→ Exercise brief
Pull every line with "Source" from the entries below.

(Material for the task)

use fcl::{ElementClass, ErrorContext, Parser, ParserExtra};

fn host_parser() -> Parser {
    let mut parser = Parser::new();
    parser.add_element_type("Source", ElementClass::builtin("Source"));
    parser.add_element_type("Queue", ElementClass::builtin("Queue"));
    parser.add_element_type("Sink", ElementClass::builtin("Sink"));
    parser
}

#[test]
fn clean_parse_has_no_errors() {
    let mut parser = host_parser();
    let cookie = parser.begin_parse(
        "src :: Source;\n\
         q :: Queue(200);\n\
         snk :: Sink;\n\
         src -> q -> snk;\n",
        "wiring.fcl",
        None,
    );
    parser.parse();
    assert!(!parser.errors().has_errors());
    let router = parser.create_router();
    parser.end_parse(cookie);

    assert_eq!(router.elements.len(), 3);
    assert_eq!(router.connections.len(), 2);
    assert_eq!(router.elements[1].configuration, "200");
}

#[test]
fn errors_carry_landmarks() {
    let mut parser = host_parser();
    let cookie = parser.begin_parse("src :: Source;\n\nsrc -> nowhere;\n", "wiring.fcl", None);
    parser.parse();

    assert_eq!(parser.errors().n_errors(), 1);
    let error = &parser.errors().errors()[0];
    assert!(error.msg.contains("undeclared element `nowhere'"));
    assert_eq!(error.landmark.file, "wiring.fcl");
    assert_eq!(error.landmark.line, 3);
    parser.end_parse(cookie);
}

#[test]
fn line_directives_relocate_diagnostics() {
    let mut parser = host_parser();
    let cookie = parser.begin_parse(
        "# 40 \"generated.fcl\"\nsrc -> nowhere;\n",
        "wiring.fcl",
        None,
    );
    parser.parse();

    let error = &parser.errors().errors()[0];
    assert_eq!(error.landmark.file, "generated.fcl");
    assert_eq!(error.landmark.line, 40);
    parser.end_parse(cookie);
}

#[test]
fn class_table_restored_exactly() {
    let mut parser = host_parser();
    let ids_before: Vec<_> = ["Source", "Queue", "Sink", "Error"]
        .iter()
        .map(|name| parser.element_type(name))
        .collect();
    let mut names_before = parser.element_type_names();
    names_before.sort();

    let cookie = parser.begin_parse(
        "elementclass Queue { input -> output }\n\
         elementclass Gadget Source;\n\
         x :: Queue; y :: Gadget;\n",
        "scoped.fcl",
        None,
    );
    parser.parse();
    assert_ne!(parser.element_type("Queue"), ids_before[1]);
    parser.end_parse(cookie);

    let ids_after: Vec<_> = ["Source", "Queue", "Sink", "Error"]
        .iter()
        .map(|name| parser.element_type(name))
        .collect();
    let mut names_after = parser.element_type_names();
    names_after.sort();

    assert_eq!(ids_before, ids_after);
    assert_eq!(names_before, names_after);
    assert_eq!(parser.element_type("Gadget"), None);
}

#[test]
fn parser_survives_garbage() {
    let mut parser = host_parser();
    let cookie = parser.begin_parse(
        "-> q; ] [ :: ; elementclass ; connectiontunnel ->;\n$x % &\n",
        "garbage.fcl",
        None,
    );
    parser.parse();
    assert!(parser.errors().has_errors());
    // the pass still finishes and produces a (mostly empty) router
    let _ = parser.create_router();
    parser.end_parse(cookie);
}

struct RecordingHost {
    words: std::rc::Rc<std::cell::RefCell<Vec<String>>>,
}

impl ParserExtra for RecordingHost {
    fn require(&mut self, word: &str, _ectx: &mut ErrorContext) {
        self.words.borrow_mut().push(word.to_string());
    }
}

#[test]
fn requirements_reach_host_and_router() {
    let words = std::rc::Rc::new(std::cell::RefCell::new(Vec::new()));
    let mut parser = host_parser();
    let cookie = parser.begin_parse(
        "require(linuxmodule);\nsrc :: Source;\nrequire(umultipath, experimental);\n",
        "req.fcl",
        Some(Box::new(RecordingHost { words: words.clone() })),
    );
    parser.parse();
    let router = parser.create_router();
    parser.end_parse(cookie);

    assert_eq!(
        *words.borrow(),
        vec!["linuxmodule", "umultipath", "experimental"]
    );
    assert_eq!(
        router.requirements,
        vec!["linuxmodule", "umultipath", "experimental"]
    );
}

#[test]
fn reuse_across_inputs() {
    let mut parser = host_parser();
    for _ in 0..3 {
        let cookie = parser.begin_parse("a :: Source; b :: Sink; a -> b;", "multi.fcl", None);
        parser.parse();
        let router = parser.create_router();
        assert_eq!(router.elements.len(), 2);
        parser.end_parse(cookie);
    }
    assert!(!parser.errors().has_errors());
}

(End Material for the task)

→ Solution below
    parser.add_element_type("Source", ElementClass::builtin("Source"));
        "src :: Source;\n\
    let cookie = parser.begin_parse("src :: Source;\n\nsrc -> nowhere;\n", "wiring.fcl", None);
    let ids_before: Vec<_> = ["Source", "Queue", "Sink", "Error"]
         elementclass Gadget Source;\n\
    let ids_after: Vec<_> = ["Source", "Queue", "Sink", "Error"]
        "require(linuxmodule);\nsrc :: Source;\nrequire(umultipath, experimental);\n",
        let cookie = parser.begin_parse("a :: Source; b :: Sink; a -> b;", "multi.fcl", None);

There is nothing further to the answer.